Recorded data
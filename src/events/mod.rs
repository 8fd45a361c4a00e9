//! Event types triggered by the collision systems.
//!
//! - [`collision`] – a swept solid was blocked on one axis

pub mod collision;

§ EXERCISE AIM: Retype every line of the data above exactly.

§ TASK RESULT:
filename src/events/mod.rs
repository 8fd45a361c4a00e9
//! Event types triggered by the collision systems.
//!
//! - [`collision`] – a swept solid was blocked on one axis

pub mod collision;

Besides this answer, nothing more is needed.